Do notice that the contest is supposed to be resolved individually without cooperation, I doubt you two would have been unable to advance to round 1 alone, so I am not going to report you dudes or anything… Just make sure to work individually in round 1 🙂
In re-reading the rules, you are absolutely correct, and I do apologize…I know the excuse “I had no idea” isn’t valid, but we were both under the impression that as long as we didn’t share code – and given that he used C++ while I used Java, that was indeed the case – collaboration was ok. Grad school has been rubbing off on me to the point of making dangerous assumptions, it would seem.

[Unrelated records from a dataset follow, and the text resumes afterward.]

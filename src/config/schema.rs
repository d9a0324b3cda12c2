//! Configuration schema definitions.
//!
//! This module defines the complete configuration structure for the adapter.
//! All types derive Serde traits so a TOML file can override any subset of
//! the defaults; environment variables are layered on top by `loader.rs`.

use serde::{Deserialize, Serialize};
use std::path::PathBuf;
use std::time::Duration;

/// Candidate `module:attribute` locations probed for an in-process app,
/// highest priority first.
pub const DEFAULT_APP_CANDIDATES: &[&str] = &[
    "main:app",
    "app:app",
    "server:app",
    "libretranslate:app",
    "translate:app",
    "api:app",
    "app.main:app",
    "src.app:app",
];

/// Root configuration for the adapter.
#[derive(Debug, Clone, Deserialize, Serialize, Default, PartialEq)]
#[serde(default)]
pub struct AdapterConfig {
    /// Supervised backend process (loopback address, launch command).
    pub server: ServerConfig,

    /// Probe, launch, wait and upstream deadlines.
    pub timeouts: TimeoutConfig,

    /// Model bundle provisioning.
    pub assets: AssetConfig,

    /// In-process application resolution.
    pub native: NativeConfig,

    /// Invocation delivery loop.
    pub runtime: RuntimeConfig,

    /// Logging settings.
    pub observability: ObservabilityConfig,
}

/// Supervised backend configuration.
#[derive(Debug, Clone, Deserialize, Serialize, PartialEq)]
#[serde(default)]
pub struct ServerConfig {
    /// Loopback host the backend must bind.
    pub bind_host: String,

    /// Loopback port the backend must bind.
    pub port: u16,

    /// Executable started when no in-process app is available.
    pub command: String,

    /// Arguments; `{host}` and `{port}` are substituted at launch.
    pub args: Vec<String>,

    /// Working directory for the backend process.
    pub working_dir: Option<PathBuf>,
}

impl Default for ServerConfig {
    fn default() -> Self {
        Self {
            bind_host: "127.0.0.1".to_string(),
            port: 5000,
            command: "libretranslate".to_string(),
            args: vec![
                "--host".to_string(),
                "{host}".to_string(),
                "--port".to_string(),
                "{port}".to_string(),
            ],
            working_dir: None,
        }
    }
}

/// Timeout configuration for bootstrap and proxying.
#[derive(Debug, Clone, Deserialize, Serialize, PartialEq)]
#[serde(default)]
pub struct TimeoutConfig {
    /// Delay between readiness probes in milliseconds.
    pub probe_interval_ms: u64,

    /// Per-attempt TCP connect timeout in milliseconds.
    pub probe_connect_ms: u64,

    /// Deadline for the backend to start accepting connections, in seconds.
    pub launch_secs: u64,

    /// Caller-visible bound on the whole ensure-ready sequence, in seconds.
    pub ready_wait_secs: u64,

    /// Upstream request timeout in seconds.
    pub upstream_secs: u64,
}

impl Default for TimeoutConfig {
    fn default() -> Self {
        Self {
            probe_interval_ms: 250,
            probe_connect_ms: 1000,
            launch_secs: 60,
            ready_wait_secs: 70,
            upstream_secs: 300,
        }
    }
}

impl TimeoutConfig {
    pub fn probe_interval(&self) -> Duration {
        Duration::from_millis(self.probe_interval_ms)
    }

    pub fn probe_connect(&self) -> Duration {
        Duration::from_millis(self.probe_connect_ms)
    }

    pub fn launch(&self) -> Duration {
        Duration::from_secs(self.launch_secs)
    }

    pub fn ready_wait(&self) -> Duration {
        Duration::from_secs(self.ready_wait_secs)
    }

    pub fn upstream(&self) -> Duration {
        Duration::from_secs(self.upstream_secs)
    }
}

/// Model bundle locations.
#[derive(Debug, Clone, Deserialize, Serialize, PartialEq)]
#[serde(default)]
pub struct AssetConfig {
    /// Shared network mount; also the conventional path downstream code reads.
    pub mount_path: PathBuf,

    /// Ephemeral extraction target used when the shared mount is unusable.
    pub local_dir: PathBuf,

    /// Object-storage bucket holding the model archive.
    pub bucket: Option<String>,

    /// Object key of the gzip-compressed tar archive.
    pub key: Option<String>,

    /// Region override for the object-storage client.
    pub region: Option<String>,

    /// Custom S3-compatible endpoint (MinIO, LocalStack).
    pub endpoint_url: Option<String>,
}

impl Default for AssetConfig {
    fn default() -> Self {
        Self {
            mount_path: PathBuf::from("/mnt/models"),
            local_dir: PathBuf::from("/tmp/models"),
            bucket: None,
            key: None,
            region: None,
            endpoint_url: None,
        }
    }
}

impl AssetConfig {
    /// Bucket and key, when both are configured.
    pub fn archive_location(&self) -> Option<ArchiveLocation> {
        match (&self.bucket, &self.key) {
            (Some(bucket), Some(key)) if !bucket.is_empty() && !key.is_empty() => {
                Some(ArchiveLocation {
                    bucket: bucket.clone(),
                    key: key.clone(),
                })
            }
            _ => None,
        }
    }
}

/// Object-storage coordinates of a model archive.
#[derive(Debug, Clone, PartialEq, Eq)]
pub struct ArchiveLocation {
    pub bucket: String,
    pub key: String,
}

impl ArchiveLocation {
    /// Last path segment of the key, used as the local archive file name.
    pub fn file_name(&self) -> &str {
        self.key
            .rsplit('/')
            .find(|segment| !segment.is_empty())
            .unwrap_or("bundle.tar.gz")
    }
}

impl std::fmt::Display for ArchiveLocation {
    fn fmt(&self, f: &mut std::fmt::Formatter<'_>) -> std::fmt::Result {
        write!(f, "s3://{}/{}", self.bucket, self.key)
    }
}

/// In-process application lookup.
#[derive(Debug, Clone, Deserialize, Serialize, PartialEq)]
#[serde(default)]
pub struct NativeConfig {
    /// Ordered `module:attribute` candidates; the first hit wins.
    pub candidates: Vec<String>,
}

impl Default for NativeConfig {
    fn default() -> Self {
        Self {
            candidates: DEFAULT_APP_CANDIDATES.iter().map(|c| c.to_string()).collect(),
        }
    }
}

/// Invocation delivery configuration.
#[derive(Debug, Clone, Deserialize, Serialize, PartialEq)]
#[serde(default)]
pub struct RuntimeConfig {
    /// Runtime API host:port (`AWS_LAMBDA_RUNTIME_API`).
    pub api: Option<String>,

    /// Number of concurrent invocation pollers sharing one adapter.
    pub concurrency: usize,

    /// Largest upstream response body accepted, in bytes.
    pub max_response_bytes: usize,
}

impl Default for RuntimeConfig {
    fn default() -> Self {
        Self {
            api: None,
            concurrency: 1,
            max_response_bytes: 6 * 1024 * 1024,
        }
    }
}

/// Log output format.
#[derive(Debug, Clone, Copy, Deserialize, Serialize, PartialEq, Eq, Default)]
#[serde(rename_all = "lowercase")]
pub enum LogFormat {
    #[default]
    Json,
    Pretty,
}

impl std::str::FromStr for LogFormat {
    type Err = String;

    fn from_str(s: &str) -> Result<Self, Self::Err> {
        match s.trim().to_ascii_lowercase().as_str() {
            "json" => Ok(LogFormat::Json),
            "pretty" | "text" => Ok(LogFormat::Pretty),
            other => Err(format!("unknown log format '{}'", other)),
        }
    }
}

/// Observability configuration.
#[derive(Debug, Clone, Deserialize, Serialize, PartialEq)]
#[serde(default)]
pub struct ObservabilityConfig {
    /// Log level used when `RUST_LOG` is unset.
    pub log_level: String,

    /// Output format.
    pub log_format: LogFormat,
}

impl Default for ObservabilityConfig {
    fn default() -> Self {
        Self {
            log_level: "info".to_string(),
            log_format: LogFormat::Json,
        }
    }
}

Thanks for the heads-up. He and I didn’t sign up for the same first-choice Round 1 time slots, but if on the off-chance we are given the same time bloc, we’ll be extra-sure not to collaborate at all. It’ll be a good opportunity to prove once and for all who is the better coder 😛
hey!
look at the date-time.
that was after the qualification round had finished..
dont worry, i dont talk to anybody during the comp 😉
(just like to discuss problems afterwards, thanks!)
Nubnub
Poor nub.
Just replace the ( and ) with [ and ]
in problem A
And take the inputs and match
That is a phenomenal solution! Thank you.